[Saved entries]

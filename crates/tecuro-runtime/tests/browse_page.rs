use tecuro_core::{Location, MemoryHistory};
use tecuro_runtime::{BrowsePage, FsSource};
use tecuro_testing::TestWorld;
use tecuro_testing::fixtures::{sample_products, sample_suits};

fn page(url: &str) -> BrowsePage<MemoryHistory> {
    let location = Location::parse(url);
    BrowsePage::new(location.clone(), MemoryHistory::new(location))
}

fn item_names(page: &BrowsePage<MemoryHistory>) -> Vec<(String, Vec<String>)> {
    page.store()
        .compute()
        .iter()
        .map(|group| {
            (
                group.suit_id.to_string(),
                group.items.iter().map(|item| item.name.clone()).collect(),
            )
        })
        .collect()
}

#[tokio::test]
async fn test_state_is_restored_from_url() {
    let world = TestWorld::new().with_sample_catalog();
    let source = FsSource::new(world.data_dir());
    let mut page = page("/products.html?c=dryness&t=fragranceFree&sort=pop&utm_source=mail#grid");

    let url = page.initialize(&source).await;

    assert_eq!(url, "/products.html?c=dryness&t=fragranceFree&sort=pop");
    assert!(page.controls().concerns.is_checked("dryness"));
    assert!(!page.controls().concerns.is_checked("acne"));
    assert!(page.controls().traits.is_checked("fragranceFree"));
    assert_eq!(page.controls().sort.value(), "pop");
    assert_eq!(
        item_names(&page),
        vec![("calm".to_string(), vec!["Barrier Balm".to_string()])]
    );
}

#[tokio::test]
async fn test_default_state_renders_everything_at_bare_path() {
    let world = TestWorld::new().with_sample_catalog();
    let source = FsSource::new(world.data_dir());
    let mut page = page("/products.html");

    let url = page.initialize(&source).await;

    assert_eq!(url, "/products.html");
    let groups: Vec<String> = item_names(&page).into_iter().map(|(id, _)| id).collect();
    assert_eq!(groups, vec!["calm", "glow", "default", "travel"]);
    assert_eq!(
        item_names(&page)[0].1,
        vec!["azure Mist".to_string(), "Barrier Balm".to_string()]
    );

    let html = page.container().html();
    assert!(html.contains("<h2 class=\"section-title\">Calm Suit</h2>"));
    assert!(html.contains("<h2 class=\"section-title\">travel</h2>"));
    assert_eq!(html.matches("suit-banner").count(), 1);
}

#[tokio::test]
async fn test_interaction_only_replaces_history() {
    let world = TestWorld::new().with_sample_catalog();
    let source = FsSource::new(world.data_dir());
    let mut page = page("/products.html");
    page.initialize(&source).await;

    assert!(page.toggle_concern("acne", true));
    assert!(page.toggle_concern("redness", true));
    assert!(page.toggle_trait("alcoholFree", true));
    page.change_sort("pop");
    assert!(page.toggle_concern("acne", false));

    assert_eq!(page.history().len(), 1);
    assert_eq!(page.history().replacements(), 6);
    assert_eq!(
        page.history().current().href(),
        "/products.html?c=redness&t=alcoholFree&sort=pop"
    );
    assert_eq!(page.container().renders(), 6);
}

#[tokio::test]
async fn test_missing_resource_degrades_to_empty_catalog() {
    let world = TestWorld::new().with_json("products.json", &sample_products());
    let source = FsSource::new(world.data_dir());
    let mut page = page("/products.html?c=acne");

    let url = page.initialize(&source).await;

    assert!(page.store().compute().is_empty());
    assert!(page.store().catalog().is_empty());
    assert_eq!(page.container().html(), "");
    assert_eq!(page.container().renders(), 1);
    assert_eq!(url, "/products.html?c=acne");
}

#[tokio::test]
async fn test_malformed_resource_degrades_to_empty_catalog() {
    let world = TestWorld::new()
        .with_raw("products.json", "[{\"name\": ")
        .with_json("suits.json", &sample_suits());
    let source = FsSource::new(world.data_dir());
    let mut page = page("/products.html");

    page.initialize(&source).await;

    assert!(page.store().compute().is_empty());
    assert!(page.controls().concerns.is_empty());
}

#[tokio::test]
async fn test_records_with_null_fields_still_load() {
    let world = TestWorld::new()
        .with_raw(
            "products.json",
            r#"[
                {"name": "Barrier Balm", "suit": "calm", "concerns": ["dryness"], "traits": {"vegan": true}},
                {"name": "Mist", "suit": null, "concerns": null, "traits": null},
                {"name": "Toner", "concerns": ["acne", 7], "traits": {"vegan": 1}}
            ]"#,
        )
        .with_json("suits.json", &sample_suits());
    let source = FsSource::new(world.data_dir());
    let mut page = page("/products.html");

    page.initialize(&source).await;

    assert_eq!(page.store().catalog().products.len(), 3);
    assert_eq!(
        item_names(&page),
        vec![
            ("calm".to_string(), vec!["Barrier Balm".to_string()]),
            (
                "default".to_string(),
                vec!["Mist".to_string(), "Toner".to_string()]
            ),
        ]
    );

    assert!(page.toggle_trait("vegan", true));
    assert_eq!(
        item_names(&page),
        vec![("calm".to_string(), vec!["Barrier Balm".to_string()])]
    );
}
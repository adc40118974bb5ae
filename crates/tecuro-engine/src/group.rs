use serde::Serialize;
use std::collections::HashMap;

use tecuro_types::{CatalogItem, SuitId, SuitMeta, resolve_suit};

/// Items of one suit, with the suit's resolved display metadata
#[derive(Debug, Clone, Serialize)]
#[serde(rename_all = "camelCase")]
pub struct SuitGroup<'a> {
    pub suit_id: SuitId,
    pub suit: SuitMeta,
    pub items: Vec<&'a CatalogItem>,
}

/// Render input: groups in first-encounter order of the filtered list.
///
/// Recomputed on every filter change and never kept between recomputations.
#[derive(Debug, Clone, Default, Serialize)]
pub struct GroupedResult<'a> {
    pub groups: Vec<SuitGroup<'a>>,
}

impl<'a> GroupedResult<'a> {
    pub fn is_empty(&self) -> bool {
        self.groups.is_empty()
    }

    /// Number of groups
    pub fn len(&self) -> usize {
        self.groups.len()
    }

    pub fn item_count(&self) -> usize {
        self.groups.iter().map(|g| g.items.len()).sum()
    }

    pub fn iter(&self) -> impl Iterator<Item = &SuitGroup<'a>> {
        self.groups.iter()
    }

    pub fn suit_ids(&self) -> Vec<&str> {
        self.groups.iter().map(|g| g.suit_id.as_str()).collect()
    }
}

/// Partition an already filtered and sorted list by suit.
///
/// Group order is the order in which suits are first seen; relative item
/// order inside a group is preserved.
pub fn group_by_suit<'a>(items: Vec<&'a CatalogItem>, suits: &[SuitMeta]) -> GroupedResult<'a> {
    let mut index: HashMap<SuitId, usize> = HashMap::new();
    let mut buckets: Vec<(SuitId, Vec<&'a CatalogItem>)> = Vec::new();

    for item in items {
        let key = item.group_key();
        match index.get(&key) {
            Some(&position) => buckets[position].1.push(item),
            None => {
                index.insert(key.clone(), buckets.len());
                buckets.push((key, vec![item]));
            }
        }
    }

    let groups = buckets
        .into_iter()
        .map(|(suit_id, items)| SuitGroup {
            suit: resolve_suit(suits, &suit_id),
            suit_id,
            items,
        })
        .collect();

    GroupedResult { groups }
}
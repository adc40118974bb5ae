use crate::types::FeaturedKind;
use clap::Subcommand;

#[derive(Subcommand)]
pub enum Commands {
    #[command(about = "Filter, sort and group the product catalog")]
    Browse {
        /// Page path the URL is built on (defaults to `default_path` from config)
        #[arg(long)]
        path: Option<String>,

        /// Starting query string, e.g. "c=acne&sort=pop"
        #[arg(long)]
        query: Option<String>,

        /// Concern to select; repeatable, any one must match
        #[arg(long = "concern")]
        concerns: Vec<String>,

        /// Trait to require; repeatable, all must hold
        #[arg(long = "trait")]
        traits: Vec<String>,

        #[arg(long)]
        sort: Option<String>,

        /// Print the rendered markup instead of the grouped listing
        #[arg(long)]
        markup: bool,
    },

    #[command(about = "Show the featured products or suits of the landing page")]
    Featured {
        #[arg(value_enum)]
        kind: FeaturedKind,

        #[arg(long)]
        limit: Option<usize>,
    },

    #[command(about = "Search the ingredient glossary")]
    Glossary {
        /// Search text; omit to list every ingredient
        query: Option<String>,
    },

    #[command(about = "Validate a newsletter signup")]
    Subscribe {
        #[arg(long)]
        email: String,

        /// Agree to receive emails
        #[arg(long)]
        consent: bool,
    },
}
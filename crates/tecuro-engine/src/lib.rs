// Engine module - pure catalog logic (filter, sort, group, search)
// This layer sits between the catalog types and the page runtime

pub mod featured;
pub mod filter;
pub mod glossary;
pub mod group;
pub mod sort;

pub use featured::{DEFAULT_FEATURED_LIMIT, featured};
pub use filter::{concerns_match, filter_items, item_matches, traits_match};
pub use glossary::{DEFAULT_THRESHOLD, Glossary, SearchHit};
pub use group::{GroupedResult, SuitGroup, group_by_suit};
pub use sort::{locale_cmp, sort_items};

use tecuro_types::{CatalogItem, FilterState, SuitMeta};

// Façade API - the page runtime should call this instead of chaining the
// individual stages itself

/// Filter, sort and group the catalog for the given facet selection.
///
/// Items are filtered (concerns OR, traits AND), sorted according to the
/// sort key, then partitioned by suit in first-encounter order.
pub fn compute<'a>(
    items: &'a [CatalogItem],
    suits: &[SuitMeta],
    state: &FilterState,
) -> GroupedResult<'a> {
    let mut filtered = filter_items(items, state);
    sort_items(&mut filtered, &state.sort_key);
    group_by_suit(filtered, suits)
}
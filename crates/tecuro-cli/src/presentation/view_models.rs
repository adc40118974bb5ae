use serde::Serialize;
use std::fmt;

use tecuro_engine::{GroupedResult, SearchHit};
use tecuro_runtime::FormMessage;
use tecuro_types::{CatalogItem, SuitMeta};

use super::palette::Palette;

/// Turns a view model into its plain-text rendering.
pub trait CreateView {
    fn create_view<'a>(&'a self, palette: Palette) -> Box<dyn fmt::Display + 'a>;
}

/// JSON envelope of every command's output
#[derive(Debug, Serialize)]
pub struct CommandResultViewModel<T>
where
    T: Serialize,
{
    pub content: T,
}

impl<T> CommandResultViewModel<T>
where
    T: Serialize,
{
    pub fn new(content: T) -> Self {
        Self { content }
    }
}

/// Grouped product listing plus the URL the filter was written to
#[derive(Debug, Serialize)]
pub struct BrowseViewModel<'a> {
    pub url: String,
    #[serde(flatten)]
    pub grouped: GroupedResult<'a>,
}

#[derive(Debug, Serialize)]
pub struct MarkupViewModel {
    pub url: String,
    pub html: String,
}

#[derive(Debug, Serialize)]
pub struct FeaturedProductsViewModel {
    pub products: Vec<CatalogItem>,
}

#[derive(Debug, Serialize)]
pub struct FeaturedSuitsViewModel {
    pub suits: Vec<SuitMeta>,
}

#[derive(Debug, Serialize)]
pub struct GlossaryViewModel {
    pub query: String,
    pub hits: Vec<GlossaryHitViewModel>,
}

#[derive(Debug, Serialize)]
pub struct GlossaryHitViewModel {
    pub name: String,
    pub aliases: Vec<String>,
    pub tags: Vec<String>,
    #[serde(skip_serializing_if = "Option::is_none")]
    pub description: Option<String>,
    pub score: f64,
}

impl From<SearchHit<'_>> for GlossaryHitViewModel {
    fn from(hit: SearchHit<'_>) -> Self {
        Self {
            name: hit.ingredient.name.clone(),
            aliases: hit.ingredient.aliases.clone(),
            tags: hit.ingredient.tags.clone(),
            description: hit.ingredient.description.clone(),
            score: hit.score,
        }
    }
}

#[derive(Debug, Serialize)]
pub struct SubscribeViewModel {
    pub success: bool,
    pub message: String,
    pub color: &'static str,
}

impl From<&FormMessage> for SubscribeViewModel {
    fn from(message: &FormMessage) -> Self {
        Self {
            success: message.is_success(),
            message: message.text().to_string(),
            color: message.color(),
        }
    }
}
---
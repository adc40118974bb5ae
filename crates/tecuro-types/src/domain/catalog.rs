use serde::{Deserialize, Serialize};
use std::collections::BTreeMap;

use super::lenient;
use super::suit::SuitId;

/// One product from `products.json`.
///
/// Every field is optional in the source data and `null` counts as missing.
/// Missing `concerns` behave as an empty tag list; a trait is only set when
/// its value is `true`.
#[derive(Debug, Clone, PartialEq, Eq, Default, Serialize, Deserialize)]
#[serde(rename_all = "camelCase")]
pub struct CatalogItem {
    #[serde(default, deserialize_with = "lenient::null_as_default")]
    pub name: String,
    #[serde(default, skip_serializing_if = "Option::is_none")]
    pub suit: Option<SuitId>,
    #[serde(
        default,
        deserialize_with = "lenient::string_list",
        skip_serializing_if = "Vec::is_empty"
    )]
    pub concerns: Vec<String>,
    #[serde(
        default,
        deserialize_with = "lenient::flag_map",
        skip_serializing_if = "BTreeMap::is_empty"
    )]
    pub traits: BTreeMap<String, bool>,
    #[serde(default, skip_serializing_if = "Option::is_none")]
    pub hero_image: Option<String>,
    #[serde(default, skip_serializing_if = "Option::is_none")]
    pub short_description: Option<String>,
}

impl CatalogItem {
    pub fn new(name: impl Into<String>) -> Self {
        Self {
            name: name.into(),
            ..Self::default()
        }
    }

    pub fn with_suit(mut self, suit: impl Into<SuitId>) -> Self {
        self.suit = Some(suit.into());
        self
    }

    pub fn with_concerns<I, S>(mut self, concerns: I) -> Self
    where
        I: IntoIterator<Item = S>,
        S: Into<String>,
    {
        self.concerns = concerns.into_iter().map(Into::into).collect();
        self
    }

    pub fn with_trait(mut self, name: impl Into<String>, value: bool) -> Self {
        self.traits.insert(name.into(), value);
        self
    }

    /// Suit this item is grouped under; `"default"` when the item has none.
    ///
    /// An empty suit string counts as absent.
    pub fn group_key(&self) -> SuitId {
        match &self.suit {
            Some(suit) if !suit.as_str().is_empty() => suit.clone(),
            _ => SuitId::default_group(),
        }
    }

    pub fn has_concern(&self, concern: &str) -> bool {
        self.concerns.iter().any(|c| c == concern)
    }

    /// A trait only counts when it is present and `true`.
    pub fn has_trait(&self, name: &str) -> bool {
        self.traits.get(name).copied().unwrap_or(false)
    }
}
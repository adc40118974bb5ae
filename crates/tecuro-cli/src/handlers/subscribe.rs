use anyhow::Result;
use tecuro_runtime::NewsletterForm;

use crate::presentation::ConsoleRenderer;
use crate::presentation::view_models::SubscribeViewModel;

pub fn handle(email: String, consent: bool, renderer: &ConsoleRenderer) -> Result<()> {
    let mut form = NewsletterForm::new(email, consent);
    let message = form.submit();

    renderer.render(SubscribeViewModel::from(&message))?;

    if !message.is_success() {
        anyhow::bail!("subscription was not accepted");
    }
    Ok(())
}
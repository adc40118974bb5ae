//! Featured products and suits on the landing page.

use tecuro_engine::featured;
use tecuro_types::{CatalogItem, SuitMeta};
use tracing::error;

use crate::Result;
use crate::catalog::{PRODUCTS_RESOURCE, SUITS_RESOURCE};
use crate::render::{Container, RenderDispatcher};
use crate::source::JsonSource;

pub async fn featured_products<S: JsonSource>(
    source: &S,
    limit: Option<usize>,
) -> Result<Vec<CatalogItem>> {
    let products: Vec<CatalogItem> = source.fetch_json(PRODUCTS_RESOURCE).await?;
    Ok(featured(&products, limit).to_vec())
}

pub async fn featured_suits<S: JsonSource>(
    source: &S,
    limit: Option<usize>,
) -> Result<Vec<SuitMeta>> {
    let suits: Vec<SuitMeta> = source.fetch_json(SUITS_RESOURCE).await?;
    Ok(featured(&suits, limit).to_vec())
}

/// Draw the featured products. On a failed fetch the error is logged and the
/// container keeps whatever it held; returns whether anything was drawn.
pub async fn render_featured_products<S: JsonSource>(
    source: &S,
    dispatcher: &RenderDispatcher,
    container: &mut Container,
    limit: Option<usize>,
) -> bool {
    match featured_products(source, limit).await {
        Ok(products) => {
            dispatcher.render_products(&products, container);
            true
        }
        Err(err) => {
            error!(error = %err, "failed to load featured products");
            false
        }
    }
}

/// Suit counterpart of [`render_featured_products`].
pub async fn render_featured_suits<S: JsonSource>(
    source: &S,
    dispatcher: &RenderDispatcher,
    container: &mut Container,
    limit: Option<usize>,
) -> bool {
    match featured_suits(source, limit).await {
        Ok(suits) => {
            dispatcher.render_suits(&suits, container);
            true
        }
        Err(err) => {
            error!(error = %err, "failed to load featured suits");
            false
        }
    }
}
==
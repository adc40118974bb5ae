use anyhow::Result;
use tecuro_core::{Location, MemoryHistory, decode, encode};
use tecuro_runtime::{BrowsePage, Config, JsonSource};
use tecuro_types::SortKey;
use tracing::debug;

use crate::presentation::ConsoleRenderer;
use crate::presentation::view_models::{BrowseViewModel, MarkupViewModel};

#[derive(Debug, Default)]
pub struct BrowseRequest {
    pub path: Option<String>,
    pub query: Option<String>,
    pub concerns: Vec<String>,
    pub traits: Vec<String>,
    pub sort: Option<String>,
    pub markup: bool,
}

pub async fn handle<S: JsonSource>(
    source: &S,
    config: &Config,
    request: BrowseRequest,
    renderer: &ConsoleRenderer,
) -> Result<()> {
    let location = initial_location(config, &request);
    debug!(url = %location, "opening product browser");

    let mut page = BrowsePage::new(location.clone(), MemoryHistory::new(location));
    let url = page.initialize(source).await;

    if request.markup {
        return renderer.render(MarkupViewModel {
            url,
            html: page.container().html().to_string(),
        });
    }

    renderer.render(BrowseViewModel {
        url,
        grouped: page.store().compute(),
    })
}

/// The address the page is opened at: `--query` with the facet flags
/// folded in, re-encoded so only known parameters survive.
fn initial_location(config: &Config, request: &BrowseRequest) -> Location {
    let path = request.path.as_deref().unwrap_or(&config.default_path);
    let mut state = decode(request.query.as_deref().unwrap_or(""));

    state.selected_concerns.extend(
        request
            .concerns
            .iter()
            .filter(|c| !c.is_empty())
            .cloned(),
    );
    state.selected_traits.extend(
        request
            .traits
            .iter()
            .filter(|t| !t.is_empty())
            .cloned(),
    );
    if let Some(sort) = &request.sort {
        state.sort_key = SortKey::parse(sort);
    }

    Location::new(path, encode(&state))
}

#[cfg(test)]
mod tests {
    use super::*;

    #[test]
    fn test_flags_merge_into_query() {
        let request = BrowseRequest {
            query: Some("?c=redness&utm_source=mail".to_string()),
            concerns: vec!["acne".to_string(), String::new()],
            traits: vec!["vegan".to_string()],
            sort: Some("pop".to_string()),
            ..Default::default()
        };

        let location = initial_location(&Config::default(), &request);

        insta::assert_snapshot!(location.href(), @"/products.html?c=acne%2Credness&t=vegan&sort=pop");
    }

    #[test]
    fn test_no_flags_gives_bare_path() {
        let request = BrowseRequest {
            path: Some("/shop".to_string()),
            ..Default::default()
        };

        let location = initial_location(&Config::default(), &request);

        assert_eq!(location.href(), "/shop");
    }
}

▸ **What you are asked to do**
Go through the entries above and copy out every line that includes the word "super".

▸ **Solution to this task**
use super::palette::Palette;
use super::lenient;
use super::suit::SuitId;
    use super::*;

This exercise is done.